= ΔP =

ΔP (Delta P) is a mathematical term symbolizing a change (Δ) in pressure (P).

==Uses==
- Young–Laplace equation

===Darcy–Weisbach equation===
Given that the head loss h_{f} expresses the pressure loss Δp as the height of a column of fluid,

$\Delta p = \rho \cdot g \cdot h_f$

where ρ is the density of the fluid. The Darcy–Weisbach equation can also be written in terms of pressure loss:

$\Delta p = f \cdot \frac{L}{D} \cdot \frac{\rho V^2}{2}$

===Lung compliance===
In general, compliance is defined by the change in volume (ΔV) versus the associated change in pressure (ΔP), or ΔV/ΔP:
$Compliance = \frac{ \Delta V}{ \Delta P}$

During mechanical ventilation, compliance is influenced by three main physiologic factors:
1. Lung compliance
2. Chest wall compliance
3. Airway resistance

Lung compliance is influenced by a variety of primary abnormalities of lung parenchyma, both chronic and acute. Airway resistance is typically increased by bronchospasm and airway secretions. Chest wall compliance can be decreased by fixed abnormalities (e.g. kyphoscoliosis, morbid obesity) or more variable problems driven by patient agitation while intubated.

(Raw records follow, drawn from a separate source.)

/// Generic plan: classifier, router, parallel executors, evaluator,
/// coordinator.
async fn run_generic(
    state: &mut RunState,
    executor_count: u32,
    cancel_rx: &watch::Receiver<bool>,
) -> Result<CovenantResults, OrchestratorError> {
    let max_tokens = state.max_tokens();
    let intent = state.covenant.intent.clone();

    // Classifier.
    cancelled(cancel_rx)?;
    let classifier = SubAgentTask::new(
        state.covenant.id.clone(),
        SubAgentRole::Classifier,
        intent.clone(),
        state.pick_model(SubAgentRole::Classifier)?,
        512,
        None,
    );
    let classifier_idx = state.push_task(classifier)?;
    state.emit_spawn(classifier_idx).await;
    let ctx = state.parent_context(None, Vec::new());
    state.run_task(classifier_idx, ctx).await;
    let classifier_out = state.output_text(classifier_idx);
    let classifier_id = state.tasks[classifier_idx].id.clone();

    // Router.
    cancelled(cancel_rx)?;
    let router = SubAgentTask::new(
        state.covenant.id.clone(),
        SubAgentRole::Router,
        intent.clone(),
        state.pick_model(SubAgentRole::Router)?,
        512,
        Some(classifier_id),
    );
    let router_idx = state.push_task(router)?;
    state.emit_spawn(router_idx).await;
    let ctx = state.parent_context(None, vec![classifier_out.clone()]);
    state.run_task(router_idx, ctx).await;
    let router_out = state.output_text(router_idx);
    let router_id = state.tasks[router_idx].id.clone();

    // Parallel executors.  A failing branch is absorbed: the evaluator sees
    // its error placeholder instead of aborting the batch.
    cancelled(cancel_rx)?;
    let executor_model = state.pick_model(SubAgentRole::Executor)?;
    let deadline = state.covenant.constraints.call_deadline_ms();
    let mut handles = Vec::with_capacity(executor_count as usize);
    for branch in 0..executor_count {
        let mut task = SubAgentTask::new(
            state.covenant.id.clone(),
            SubAgentRole::Executor,
            intent.clone(),
            executor_model.clone(),
            max_tokens,
            Some(router_id.clone()),
        );
        task.thoughts.push(format!("branch {}", branch));
        state
            .bus
            .publish(ServerEvent::AgentSpawn {
                covenant_id: state.covenant.id.clone(),
                agent_id: task.id.clone(),
                role: task.role.to_string(),
            })
            .await;
        let context = state.parent_context(
            Some(branch),
            vec![classifier_out.clone(), router_out.clone()],
        );
        let client = Arc::clone(&state.client);
        let bus = state.bus.clone();
        let covenant_id = state.covenant.id.clone();
        handles.push(tokio::spawn(async move {
            bus.publish(ServerEvent::AgentProgress {
                covenant_id: covenant_id.clone(),
                agent_id: task.id.clone(),
                progress: 10,
                thought: Some(format!("branch {} running", branch)),
            })
            .await;
            subagent::run(&mut task, client.as_ref(), &context, deadline).await;
            bus.publish(ServerEvent::AgentComplete {
                covenant_id,
                agent_id: task.id.clone(),
                success: task.status == SubAgentStatus::Completed,
            })
            .await;
            task
        }));
    }

    let mut executor_indices = Vec::with_capacity(executor_count as usize);
    for joined in join_all(handles).await {
        let task = joined.map_err(|e| OrchestratorError::Internal(e.to_string()))?;
        let index = state.push_task(task)?;
        state.record_task_metric(index).await;
        executor_indices.push(index);
    }
    state.persist_head().await;

    let any_executor_succeeded = executor_indices
        .iter()
        .any(|&i| state.tasks[i].status == SubAgentStatus::Completed);
    if !any_executor_succeeded {
        return Err(OrchestratorError::NoExecutorResult);
    }

    let executor_outputs: Vec<String> = executor_indices
        .iter()
        .map(|&i| state.output_text(i))
        .collect();

    // Evaluator.  Failure degrades to the default quality.
    cancelled(cancel_rx)?;
    let evaluator = SubAgentTask::new(
        state.covenant.id.clone(),
        SubAgentRole::Evaluator,
        intent.clone(),
        state.pick_model(SubAgentRole::Evaluator)?,
        1024,
        Some(router_id.clone()),
    );
    let evaluator_idx = state.push_task(evaluator)?;
    state.emit_spawn(evaluator_idx).await;
    let ctx = state.parent_context(None, executor_outputs.clone());
    state.run_task(evaluator_idx, ctx).await;
    let quality = if state.tasks[evaluator_idx].status == SubAgentStatus::Completed {
        extract_score(&state.output_text(evaluator_idx)).unwrap_or(0.5)
    } else {
        0.5
    };

    // Coordinator.  Its output is the authoritative content; if it fails, the
    // executor branches are joined verbatim so the user still gets substance.
    cancelled(cancel_rx)?;
    let coordinator = SubAgentTask::new(
        state.covenant.id.clone(),
        SubAgentRole::Coordinator,
        intent,
        state.pick_model(SubAgentRole::Coordinator)?,
        max_tokens,
        Some(router_id),
    );
    let coordinator_idx = state.push_task(coordinator)?;
    state.emit_spawn(coordinator_idx).await;
    let mut previous = executor_outputs;
    previous.push(state.output_text(evaluator_idx));
    let ctx = state.parent_context(None, previous);
    state.run_task(coordinator_idx, ctx).await;

    let content = if state.tasks[coordinator_idx].status == SubAgentStatus::Completed {
        state.output_text(coordinator_idx)
    } else {
        executor_indices
            .iter()
            .filter(|&&i| state.tasks[i].status == SubAgentStatus::Completed)
            .map(|&i| state.output_text(i))
            .collect::<Vec<_>>()
            .join("\n\n")
    };

    Ok(state.results(content, quality))
}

Calculating compliance on minute volume (V_{E}: ΔV is always defined by tidal volume (V_{T}), but ΔP is different for the measurement of dynamic vs. static compliance.

====Dynamic compliance (C_{dyn})====
$C_{dyn} = \frac{V_T}\mathrm{PIP-PEEP}$

where PIP = peak inspiratory pressure (the maximum pressure during inspiration), and PEEP = positive end expiratory pressure. Alterations in airway resistance, lung compliance and chest wall compliance influence C_{dyn}.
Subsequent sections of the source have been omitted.